[SystemSafety] Costa Concordia, and Fukushima

Peter Bernard Ladkin ladkin at rvs.uni-bielefeld.de
Mon Jul 14 10:54:21 CEST 2014


Measures are starting today to float the Costa Concordia off the platform on which it has been
resting, and onto/into a floating dock which will then take it to Genoa for scrapping. The Guardian
has a helpful interactive schematic on the (hoped-for) sequence at
http://www.theguardian.com/world/ng-interactive/2014/jul/14/removing-the-costa-concordia-from-giglio-interactive


I doubt it will be as spectacular as the righting. They have done pretty well so far with this
operation. I hope things go according to plan with this as well.

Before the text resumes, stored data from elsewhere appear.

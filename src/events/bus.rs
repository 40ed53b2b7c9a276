//! Named event bus.
//!
//! Handlers subscribe to an event name with an [`EventPriority`]; higher
//! priorities run first, subscription order breaks ties. Events reach the
//! handlers in one of three ways:
//!
//! - [`EventBus::publish`] runs the handlers right away
//! - [`EventSender::send`] (or [`EventBus::queue`]) puts the event on a
//!   `crossbeam_channel`; systems and scripts hold a sender and the host calls
//!   [`EventBus::dispatch`] once per frame
//! - [`EventBus::publish_delayed`] holds the event until enough frame time has
//!   passed, then queues it
//!
//! The first failing handler stops delivery of that event and the error is
//! returned. Events still waiting in the queue are kept for the next
//! dispatch.
//!
//! # Example
//! ```ignore
//! let mut bus = EventBus::new();
//! bus.subscribe("coin", EventPriority::Normal, |event| {
//!     log::info!("picked up {}", event.data["value"]);
//!     Ok(())
//! });
//! bus.sender().send(Event::new("coin", json!({ "value": 10 })));
//! bus.dispatch(0.016)?;
//! ```

use std::error::Error as StdError;

use crossbeam_channel::{Receiver, Sender, unbounded};
use log::{trace, warn};
use rustc_hash::FxHashMap;
use serde_json::Value;
use thiserror::Error;

/// Ordering key for handlers and for queued events.
#[derive(Clone, Copy, Debug, Default, PartialEq, Eq, Hash, PartialOrd, Ord)]
pub enum EventPriority {
    Low,
    #[default]
    Normal,
    High,
    Critical,
}

/// A named event with a JSON payload.
#[derive(Clone, Debug, PartialEq)]
pub struct Event {
    pub name: String,
    pub priority: EventPriority,
    pub data: Value,
}

impl Event {
    pub fn new(name: impl Into<String>, data: Value) -> Self {
        Self {
            name: name.into(),
            priority: EventPriority::Normal,
            data,
        }
    }

    pub fn with_priority(mut self, priority: EventPriority) -> Self {
        self.priority = priority;
        self
    }
}

pub type HandlerError = Box<dyn StdError + Send + Sync>;
pub type HandlerResult = Result<(), HandlerError>;

#[derive(Error, Debug)]
pub enum EventError {
    #[error("handler for `{event}` failed: {source}")]
    HandlerFailed {
        event: String,
        #[source]
        source: HandlerError,
    },
}

pub type EventResult<T> = Result<T, EventError>;

/// Handle returned by [`EventBus::subscribe`].
#[derive(Clone, Copy, Debug, PartialEq, Eq, Hash)]
pub struct SubscriptionId(u64);

struct Subscriber {
    id: SubscriptionId,
    priority: EventPriority,
    handler: Box<dyn FnMut(&Event) -> HandlerResult>,
}

struct Delayed {
    remaining: f32,
    event: Event,
}

/// Cloneable, thread-safe handle that queues events for the next dispatch.
#[derive(Clone)]
pub struct EventSender {
    tx: Sender<Event>,
}

impl EventSender {
    /// Queue `event`. Returns `false` if the bus is gone.
    pub fn send(&self, event: Event) -> bool {
        if self.tx.send(event).is_err() {
            warn!("event bus disconnected, dropping event");
            return false;
        }
        true
    }
}

pub struct EventBus {
    handlers: FxHashMap<String, Vec<Subscriber>>,
    next_id: u64,
    tx: Sender<Event>,
    rx: Receiver<Event>,
    delayed: Vec<Delayed>,
}

impl Default for EventBus {
    fn default() -> Self {
        Self::new()
    }
}

impl EventBus {
    pub fn new() -> Self {
        let (tx, rx) = unbounded();
        Self {
            handlers: FxHashMap::default(),
            next_id: 0,
            tx,
            rx,
            delayed: Vec::new(),
        }
    }

    pub fn sender(&self) -> EventSender {
        EventSender { tx: self.tx.clone() }
    }

    /// Register `handler` for events called `name`.
    pub fn subscribe<F>(
        &mut self,
        name: impl Into<String>,
        priority: EventPriority,
        handler: F,
    ) -> SubscriptionId
    where
        F: FnMut(&Event) -> HandlerResult + 'static,
    {
        self.next_id += 1;
        let id = SubscriptionId(self.next_id);
        let subscribers = self.handlers.entry(name.into()).or_default();
        let at = subscribers
            .iter()
            .position(|s| s.priority < priority)
            .unwrap_or(subscribers.len());
        subscribers.insert(
            at,
            Subscriber {
                id,
                priority,
                handler: Box::new(handler),
            },
        );
        id
    }

    /// Remove a subscription. Returns `false` if it was already gone.
    pub fn unsubscribe(&mut self, id: SubscriptionId) -> bool {
        for subscribers in self.handlers.values_mut() {
            if let Some(index) = subscribers.iter().position(|s| s.id == id) {
                subscribers.remove(index);
                return true;
            }
        }
        false
    }

    pub fn handler_count(&self, name: &str) -> usize {
        self.handlers.get(name).map_or(0, Vec::len)
    }

    /// Run every handler of `event` now. Returns how many ran.
    pub fn publish(&mut self, event: &Event) -> EventResult<usize> {
        let Some(subscribers) = self.handlers.get_mut(&event.name) else {
            trace!("no handlers for `{}`", event.name);
            return Ok(0);
        };
        for subscriber in subscribers.iter_mut() {
            (subscriber.handler)(event).map_err(|source| EventError::HandlerFailed {
                event: event.name.clone(),
                source,
            })?;
        }
        Ok(subscribers.len())
    }

    /// Queue `event` for the next [`dispatch`](Self::dispatch).
    pub fn queue(&self, event: Event) {
        // The bus owns a receiver, so this cannot disconnect.
        let _ = self.tx.send(event);
    }

    /// Queue `event` once `delay` seconds of dispatch time have passed.
    pub fn publish_delayed(&mut self, event: Event, delay: f32) {
        self.delayed.push(Delayed {
            remaining: delay.max(0.0),
            event,
        });
    }

    /// Seconds left for each delayed event called `name`, in publish order.
    pub fn pending_delays(&self, name: &str) -> Vec<f32> {
        self.delayed
            .iter()
            .filter(|d| d.event.name == name)
            .map(|d| d.remaining)
            .collect()
    }

    pub fn queued_len(&self) -> usize {
        self.rx.len()
    }

    /// Age delayed events by `dt`, then deliver everything queued so far.
    ///
    /// The batch runs in descending event priority, queue order among equals.
    /// Events queued by handlers wait for the next dispatch. Returns the
    /// number of events delivered.
    pub fn dispatch(&mut self, dt: f32) -> EventResult<usize> {
        let mut due = Vec::new();
        self.delayed.retain_mut(|d| {
            d.remaining -= dt;
            if d.remaining <= 0.0 {
                due.push(d.event.clone());
                false
            } else {
                true
            }
        });
        for event in due {
            self.queue(event);
        }

        let mut batch: Vec<Event> = self.rx.try_iter().take(self.rx.len()).collect();
        batch.sort_by(|a, b| b.priority.cmp(&a.priority));

        let mut delivered = 0;
        let mut pending = batch.into_iter();
        while let Some(event) = pending.next() {
            if let Err(err) = self.publish(&event) {
                for rest in pending {
                    self.queue(rest);
                }
                return Err(err);
            }
            delivered += 1;
        }
        Ok(delivered)
    }
}

#[cfg(test)]
mod tests {
    use std::cell::RefCell;
    use std::rc::Rc;

    use serde_json::json;

    use super::*;

    fn recorder(
        bus: &mut EventBus,
        name: &str,
        label: &'static str,
        priority: EventPriority,
    ) -> Rc<RefCell<Vec<&'static str>>> {
        let seen: Rc<RefCell<Vec<&'static str>>> = Rc::default();
        let sink = Rc::clone(&seen);
        bus.subscribe(name, priority, move |_| {
            sink.borrow_mut().push(label);
            Ok(())
        });
        seen
    }

    #[test]
    fn handlers_run_by_priority_then_subscription_order() {
        let mut bus = EventBus::new();
        let order: Rc<RefCell<Vec<&'static str>>> = Rc::default();
        for (label, priority) in [
            ("normal-1", EventPriority::Normal),
            ("critical", EventPriority::Critical),
            ("low", EventPriority::Low),
            ("normal-2", EventPriority::Normal),
            ("high", EventPriority::High),
        ] {
            let sink = Rc::clone(&order);
            bus.subscribe("hit", priority, move |_| {
                sink.borrow_mut().push(label);
                Ok(())
            });
        }

        assert_eq!(bus.publish(&Event::new("hit", Value::Null)).unwrap(), 5);
        assert_eq!(
            *order.borrow(),
            vec!["critical", "high", "normal-1", "normal-2", "low"]
        );
    }

    #[test]
    fn failing_handler_stops_delivery() {
        let mut bus = EventBus::new();
        bus.subscribe("hit", EventPriority::High, |_| Err("shield down".into()));
        let later = recorder(&mut bus, "hit", "later", EventPriority::Low);

        let err = bus.publish(&Event::new("hit", Value::Null)).unwrap_err();
        assert_eq!(err.to_string(), "handler for `hit` failed: shield down");
        assert!(later.borrow().is_empty());
    }

    #[test]
    fn unsubscribe_removes_only_that_handler() {
        let mut bus = EventBus::new();
        let id = bus.subscribe("hit", EventPriority::Normal, |_| Ok(()));
        let kept = recorder(&mut bus, "hit", "kept", EventPriority::Normal);
        assert!(bus.unsubscribe(id));
        assert!(!bus.unsubscribe(id));
        assert_eq!(bus.handler_count("hit"), 1);
        bus.publish(&Event::new("hit", Value::Null)).unwrap();
        assert_eq!(*kept.borrow(), vec!["kept"]);
    }

    #[test]
    fn queued_events_wait_for_dispatch_in_priority_order() {
        let mut bus = EventBus::new();
        let names: Rc<RefCell<Vec<Value>>> = Rc::default();
        let sink = Rc::clone(&names);
        bus.subscribe("score", EventPriority::Normal, move |event| {
            sink.borrow_mut().push(event.data.clone());
            Ok(())
        });

        let sender = bus.sender();
        assert!(sender.send(Event::new("score", json!(1))));
        assert!(sender.send(Event::new("score", json!(2)).with_priority(EventPriority::High)));
        bus.queue(Event::new("score", json!(3)));
        assert!(names.borrow().is_empty());
        assert_eq!(bus.queued_len(), 3);

        assert_eq!(bus.dispatch(0.016).unwrap(), 3);
        assert_eq!(*names.borrow(), vec![json!(2), json!(1), json!(3)]);
        assert_eq!(bus.queued_len(), 0);
    }

    #[test]
    fn events_queued_by_handlers_wait_for_the_next_dispatch() {
        let mut bus = EventBus::new();
        let sender = bus.sender();
        bus.subscribe("ping", EventPriority::Normal, move |_| {
            sender.send(Event::new("pong", Value::Null));
            Ok(())
        });
        let pongs = recorder(&mut bus, "pong", "pong", EventPriority::Normal);

        bus.queue(Event::new("ping", Value::Null));
        assert_eq!(bus.dispatch(0.0).unwrap(), 1);
        assert!(pongs.borrow().is_empty());
        assert_eq!(bus.dispatch(0.0).unwrap(), 1);
        assert_eq!(*pongs.borrow(), vec!["pong"]);
    }

    #[test]
    fn failed_dispatch_keeps_the_rest_of_the_batch() {
        let mut bus = EventBus::new();
        bus.subscribe("bad", EventPriority::Normal, |_| Err("nope".into()));
        let good = recorder(&mut bus, "good", "good", EventPriority::Normal);

        bus.queue(Event::new("bad", Value::Null).with_priority(EventPriority::High));
        bus.queue(Event::new("good", Value::Null));
        assert!(bus.dispatch(0.0).is_err());
        assert!(good.borrow().is_empty());
        assert_eq!(bus.dispatch(0.0).unwrap(), 1);
        assert_eq!(*good.borrow(), vec!["good"]);
    }

    #[test]
    fn delayed_events_fire_after_their_delay() {
        let mut bus = EventBus::new();
        let fired = recorder(&mut bus, "spawn_wave", "wave", EventPriority::Normal);
        bus.publish_delayed(Event::new("spawn_wave", Value::Null), 1.0);

        bus.dispatch(0.5).unwrap();
        assert!(fired.borrow().is_empty());
        assert_eq!(bus.pending_delays("spawn_wave"), vec![0.5]);

        bus.dispatch(0.5).unwrap();
        assert_eq!(*fired.borrow(), vec!["wave"]);
        assert!(bus.pending_delays("spawn_wave").is_empty());
    }
}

Groundwater has been seeping into the basements of the Fukushima reactors, becoming contaminated and
requiring treatment and storage. Storage is running out, as it eventually would at some time.

The plan to deal with this is to sink cooling pipes 33m into the ground, circulate coolant through
them and thereby create permafrost, which will be impervious to groundwater. Sounds like a
reasonable plan, but the problems will lie in the execution. The track record hasn't been perfect so
far.

In good news, though, 1,200 of the 1,500 fuel assemblies in the precariously-supported Spent Fuel
Pool of Reactor Building Number 4 have already been removed. The support structure of SFP 4 seems to
have done its job so far. I was sceptical of the resilience of the structure,
http://catless.ncl.ac.uk/Risks/26.91.html#subj4.1 , not least because of the history of problematic
design in the accident-recovery process and the continuing lack of outside review, and am glad that
it has worked, at least while nature remains relatively passive.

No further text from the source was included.